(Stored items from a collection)
<<<<
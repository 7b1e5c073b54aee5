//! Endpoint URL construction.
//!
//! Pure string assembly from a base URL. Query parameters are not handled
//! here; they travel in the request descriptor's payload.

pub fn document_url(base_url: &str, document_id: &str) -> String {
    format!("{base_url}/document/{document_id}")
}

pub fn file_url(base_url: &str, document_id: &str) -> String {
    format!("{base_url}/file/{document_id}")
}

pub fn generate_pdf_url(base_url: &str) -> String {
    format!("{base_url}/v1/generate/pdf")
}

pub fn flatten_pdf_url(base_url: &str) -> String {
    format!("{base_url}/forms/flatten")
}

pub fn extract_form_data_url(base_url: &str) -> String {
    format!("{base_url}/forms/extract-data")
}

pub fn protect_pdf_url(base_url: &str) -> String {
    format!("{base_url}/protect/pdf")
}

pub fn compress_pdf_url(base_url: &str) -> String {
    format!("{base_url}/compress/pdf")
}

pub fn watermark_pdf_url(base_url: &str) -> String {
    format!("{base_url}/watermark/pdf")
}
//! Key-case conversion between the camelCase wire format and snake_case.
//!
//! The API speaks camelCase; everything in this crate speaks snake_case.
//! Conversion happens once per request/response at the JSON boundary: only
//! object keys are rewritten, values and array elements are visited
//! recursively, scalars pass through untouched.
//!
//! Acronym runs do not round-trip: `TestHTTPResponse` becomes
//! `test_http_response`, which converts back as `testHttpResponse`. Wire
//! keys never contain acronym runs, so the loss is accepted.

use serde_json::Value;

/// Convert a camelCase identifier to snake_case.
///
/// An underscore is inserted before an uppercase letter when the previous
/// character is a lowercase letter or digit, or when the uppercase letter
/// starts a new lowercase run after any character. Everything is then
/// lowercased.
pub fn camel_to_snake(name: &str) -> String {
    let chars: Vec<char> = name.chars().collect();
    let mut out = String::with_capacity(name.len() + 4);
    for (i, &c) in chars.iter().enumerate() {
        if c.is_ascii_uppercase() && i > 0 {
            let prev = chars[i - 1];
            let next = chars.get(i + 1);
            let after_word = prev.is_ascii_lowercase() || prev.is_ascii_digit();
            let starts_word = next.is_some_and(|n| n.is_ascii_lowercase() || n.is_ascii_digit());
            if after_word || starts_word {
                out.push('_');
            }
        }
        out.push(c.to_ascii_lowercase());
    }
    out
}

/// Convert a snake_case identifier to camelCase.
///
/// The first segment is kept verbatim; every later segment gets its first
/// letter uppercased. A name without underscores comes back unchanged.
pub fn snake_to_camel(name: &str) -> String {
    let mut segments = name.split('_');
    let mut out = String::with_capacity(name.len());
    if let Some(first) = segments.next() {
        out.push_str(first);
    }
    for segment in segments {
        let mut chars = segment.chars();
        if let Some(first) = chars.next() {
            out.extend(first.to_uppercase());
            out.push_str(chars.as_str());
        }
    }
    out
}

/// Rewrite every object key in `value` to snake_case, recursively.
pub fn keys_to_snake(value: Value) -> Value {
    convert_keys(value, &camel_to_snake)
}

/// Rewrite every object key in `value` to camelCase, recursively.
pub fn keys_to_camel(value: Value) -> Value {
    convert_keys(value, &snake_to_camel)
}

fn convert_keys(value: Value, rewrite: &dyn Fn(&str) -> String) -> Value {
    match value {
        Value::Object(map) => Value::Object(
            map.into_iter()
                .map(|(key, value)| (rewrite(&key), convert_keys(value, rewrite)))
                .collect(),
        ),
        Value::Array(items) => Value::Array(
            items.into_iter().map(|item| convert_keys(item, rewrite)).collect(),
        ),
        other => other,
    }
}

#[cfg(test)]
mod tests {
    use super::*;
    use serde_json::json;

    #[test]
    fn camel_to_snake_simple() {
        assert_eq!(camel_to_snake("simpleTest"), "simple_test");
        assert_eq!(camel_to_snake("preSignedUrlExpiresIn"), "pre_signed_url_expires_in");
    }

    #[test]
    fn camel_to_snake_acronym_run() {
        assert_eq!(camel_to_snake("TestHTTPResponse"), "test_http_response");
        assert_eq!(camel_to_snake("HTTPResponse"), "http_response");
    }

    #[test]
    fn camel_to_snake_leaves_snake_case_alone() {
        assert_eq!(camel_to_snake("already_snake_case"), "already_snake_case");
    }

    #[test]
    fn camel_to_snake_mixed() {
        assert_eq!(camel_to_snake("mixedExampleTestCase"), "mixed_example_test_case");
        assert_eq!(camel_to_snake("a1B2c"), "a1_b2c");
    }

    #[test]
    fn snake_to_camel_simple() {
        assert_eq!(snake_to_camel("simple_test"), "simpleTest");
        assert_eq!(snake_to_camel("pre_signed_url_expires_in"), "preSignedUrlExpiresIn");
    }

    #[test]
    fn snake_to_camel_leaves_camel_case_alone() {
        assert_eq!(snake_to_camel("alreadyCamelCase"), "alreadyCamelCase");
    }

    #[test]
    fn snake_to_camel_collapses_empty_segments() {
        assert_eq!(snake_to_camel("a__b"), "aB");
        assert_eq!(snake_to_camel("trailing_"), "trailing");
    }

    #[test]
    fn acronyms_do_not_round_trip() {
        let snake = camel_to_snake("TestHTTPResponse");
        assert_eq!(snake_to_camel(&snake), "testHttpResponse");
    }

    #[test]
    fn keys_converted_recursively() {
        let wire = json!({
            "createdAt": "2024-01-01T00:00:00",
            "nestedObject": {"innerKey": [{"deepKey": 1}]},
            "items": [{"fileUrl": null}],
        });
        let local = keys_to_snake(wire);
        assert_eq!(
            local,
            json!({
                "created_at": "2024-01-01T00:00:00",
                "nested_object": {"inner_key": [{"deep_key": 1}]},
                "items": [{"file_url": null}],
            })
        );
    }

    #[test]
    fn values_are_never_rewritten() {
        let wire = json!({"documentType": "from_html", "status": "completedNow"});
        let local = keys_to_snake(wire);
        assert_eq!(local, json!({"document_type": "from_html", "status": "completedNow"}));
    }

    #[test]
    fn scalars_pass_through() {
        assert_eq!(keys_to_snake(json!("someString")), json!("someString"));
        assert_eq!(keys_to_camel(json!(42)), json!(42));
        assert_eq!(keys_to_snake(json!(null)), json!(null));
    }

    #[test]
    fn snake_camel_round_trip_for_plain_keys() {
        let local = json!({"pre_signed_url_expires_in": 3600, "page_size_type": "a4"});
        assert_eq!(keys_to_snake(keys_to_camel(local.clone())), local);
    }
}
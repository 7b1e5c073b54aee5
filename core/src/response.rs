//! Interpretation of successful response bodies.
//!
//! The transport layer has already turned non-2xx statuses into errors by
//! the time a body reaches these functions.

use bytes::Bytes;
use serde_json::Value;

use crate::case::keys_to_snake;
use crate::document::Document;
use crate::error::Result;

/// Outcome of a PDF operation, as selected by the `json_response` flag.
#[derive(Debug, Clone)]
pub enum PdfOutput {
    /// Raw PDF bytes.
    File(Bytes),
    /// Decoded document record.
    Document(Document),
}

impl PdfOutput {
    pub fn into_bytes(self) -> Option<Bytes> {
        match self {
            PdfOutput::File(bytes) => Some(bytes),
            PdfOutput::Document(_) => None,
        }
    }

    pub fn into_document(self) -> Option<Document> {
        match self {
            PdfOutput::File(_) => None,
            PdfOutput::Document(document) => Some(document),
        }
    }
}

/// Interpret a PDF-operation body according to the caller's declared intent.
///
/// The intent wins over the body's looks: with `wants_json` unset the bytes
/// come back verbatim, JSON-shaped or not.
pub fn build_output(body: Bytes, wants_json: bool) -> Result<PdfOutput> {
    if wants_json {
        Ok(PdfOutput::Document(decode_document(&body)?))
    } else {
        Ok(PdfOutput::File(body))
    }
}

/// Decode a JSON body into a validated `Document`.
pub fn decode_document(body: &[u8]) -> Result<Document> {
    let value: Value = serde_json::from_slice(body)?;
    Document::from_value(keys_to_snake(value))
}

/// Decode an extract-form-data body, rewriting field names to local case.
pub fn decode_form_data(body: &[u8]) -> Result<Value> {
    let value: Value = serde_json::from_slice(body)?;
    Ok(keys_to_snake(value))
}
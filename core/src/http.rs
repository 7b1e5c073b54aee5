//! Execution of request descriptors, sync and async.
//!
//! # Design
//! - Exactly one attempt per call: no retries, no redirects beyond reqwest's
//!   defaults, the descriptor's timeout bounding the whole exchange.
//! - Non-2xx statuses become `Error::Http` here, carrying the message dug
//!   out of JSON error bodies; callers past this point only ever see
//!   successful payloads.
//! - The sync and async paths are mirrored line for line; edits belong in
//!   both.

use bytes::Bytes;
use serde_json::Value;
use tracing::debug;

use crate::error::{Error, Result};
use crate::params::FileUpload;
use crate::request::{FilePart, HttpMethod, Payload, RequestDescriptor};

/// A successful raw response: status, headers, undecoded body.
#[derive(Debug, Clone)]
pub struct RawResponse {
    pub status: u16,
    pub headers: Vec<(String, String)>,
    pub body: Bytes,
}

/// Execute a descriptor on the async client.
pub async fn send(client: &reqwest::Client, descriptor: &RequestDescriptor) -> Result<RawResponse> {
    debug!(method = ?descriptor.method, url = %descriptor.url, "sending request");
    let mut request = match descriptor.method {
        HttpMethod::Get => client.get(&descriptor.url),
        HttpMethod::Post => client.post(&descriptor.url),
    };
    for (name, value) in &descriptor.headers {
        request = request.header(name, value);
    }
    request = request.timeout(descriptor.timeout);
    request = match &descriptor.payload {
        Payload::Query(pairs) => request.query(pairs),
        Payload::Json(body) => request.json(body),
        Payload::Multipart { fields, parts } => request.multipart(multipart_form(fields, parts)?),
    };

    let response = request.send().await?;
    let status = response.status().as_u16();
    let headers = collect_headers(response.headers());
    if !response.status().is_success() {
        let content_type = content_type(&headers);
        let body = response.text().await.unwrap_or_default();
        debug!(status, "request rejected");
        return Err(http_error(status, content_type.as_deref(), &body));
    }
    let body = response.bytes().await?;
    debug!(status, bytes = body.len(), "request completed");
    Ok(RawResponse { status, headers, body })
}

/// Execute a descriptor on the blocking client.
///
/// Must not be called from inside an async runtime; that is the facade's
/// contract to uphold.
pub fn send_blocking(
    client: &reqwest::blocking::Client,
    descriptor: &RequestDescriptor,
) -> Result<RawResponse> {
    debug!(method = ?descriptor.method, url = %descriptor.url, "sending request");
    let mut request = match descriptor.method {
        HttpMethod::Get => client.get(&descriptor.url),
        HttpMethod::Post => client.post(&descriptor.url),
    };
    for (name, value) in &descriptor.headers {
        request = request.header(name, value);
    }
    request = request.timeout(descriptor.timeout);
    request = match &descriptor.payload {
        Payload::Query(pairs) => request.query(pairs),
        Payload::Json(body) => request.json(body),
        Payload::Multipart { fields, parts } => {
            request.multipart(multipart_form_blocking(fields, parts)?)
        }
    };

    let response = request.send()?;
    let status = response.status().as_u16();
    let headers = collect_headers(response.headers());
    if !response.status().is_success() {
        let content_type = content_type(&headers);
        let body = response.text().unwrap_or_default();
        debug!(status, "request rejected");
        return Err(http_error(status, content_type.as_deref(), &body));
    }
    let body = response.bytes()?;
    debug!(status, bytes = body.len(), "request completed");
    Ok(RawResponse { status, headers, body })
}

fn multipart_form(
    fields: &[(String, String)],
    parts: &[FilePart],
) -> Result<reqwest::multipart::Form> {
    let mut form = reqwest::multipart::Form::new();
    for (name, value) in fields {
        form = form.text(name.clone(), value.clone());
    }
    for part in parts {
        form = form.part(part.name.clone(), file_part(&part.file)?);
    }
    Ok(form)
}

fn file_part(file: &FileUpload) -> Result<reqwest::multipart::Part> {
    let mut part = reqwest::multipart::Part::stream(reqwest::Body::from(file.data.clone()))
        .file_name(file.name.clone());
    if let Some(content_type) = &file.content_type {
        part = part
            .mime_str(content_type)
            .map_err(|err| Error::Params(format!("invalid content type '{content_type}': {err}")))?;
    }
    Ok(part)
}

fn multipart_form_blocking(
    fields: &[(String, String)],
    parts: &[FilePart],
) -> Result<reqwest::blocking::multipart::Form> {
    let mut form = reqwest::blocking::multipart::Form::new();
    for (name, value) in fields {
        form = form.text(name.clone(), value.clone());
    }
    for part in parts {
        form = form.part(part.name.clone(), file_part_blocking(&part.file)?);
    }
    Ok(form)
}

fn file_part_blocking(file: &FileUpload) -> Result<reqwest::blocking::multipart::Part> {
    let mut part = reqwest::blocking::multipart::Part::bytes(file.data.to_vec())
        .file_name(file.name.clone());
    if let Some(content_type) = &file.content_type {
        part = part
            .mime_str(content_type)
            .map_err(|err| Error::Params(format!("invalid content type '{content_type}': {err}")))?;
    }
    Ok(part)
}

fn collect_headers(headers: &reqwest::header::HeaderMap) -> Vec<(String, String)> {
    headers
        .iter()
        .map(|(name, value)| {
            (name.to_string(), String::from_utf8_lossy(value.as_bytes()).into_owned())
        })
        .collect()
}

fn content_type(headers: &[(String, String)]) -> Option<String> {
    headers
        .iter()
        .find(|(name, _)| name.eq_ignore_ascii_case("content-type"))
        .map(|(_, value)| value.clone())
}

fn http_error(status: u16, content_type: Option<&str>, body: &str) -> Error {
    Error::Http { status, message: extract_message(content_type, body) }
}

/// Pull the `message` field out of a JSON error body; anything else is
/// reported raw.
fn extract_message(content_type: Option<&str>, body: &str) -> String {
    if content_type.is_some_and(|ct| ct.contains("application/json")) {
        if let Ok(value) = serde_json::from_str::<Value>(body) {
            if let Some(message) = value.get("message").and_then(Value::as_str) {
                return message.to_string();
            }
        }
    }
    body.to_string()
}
>>>>
▸ **WORK TO BE COMPLETED**:
Check all the records above and select each line where the string "RawResponse" is found.

▸ **ANSWER SECTION**:
pub struct RawResponse {
pub async fn send(client: &reqwest::Client, descriptor: &RequestDescriptor) -> Result<RawResponse> {
    Ok(RawResponse { status, headers, body })
) -> Result<RawResponse> {
    Ok(RawResponse { status, headers, body })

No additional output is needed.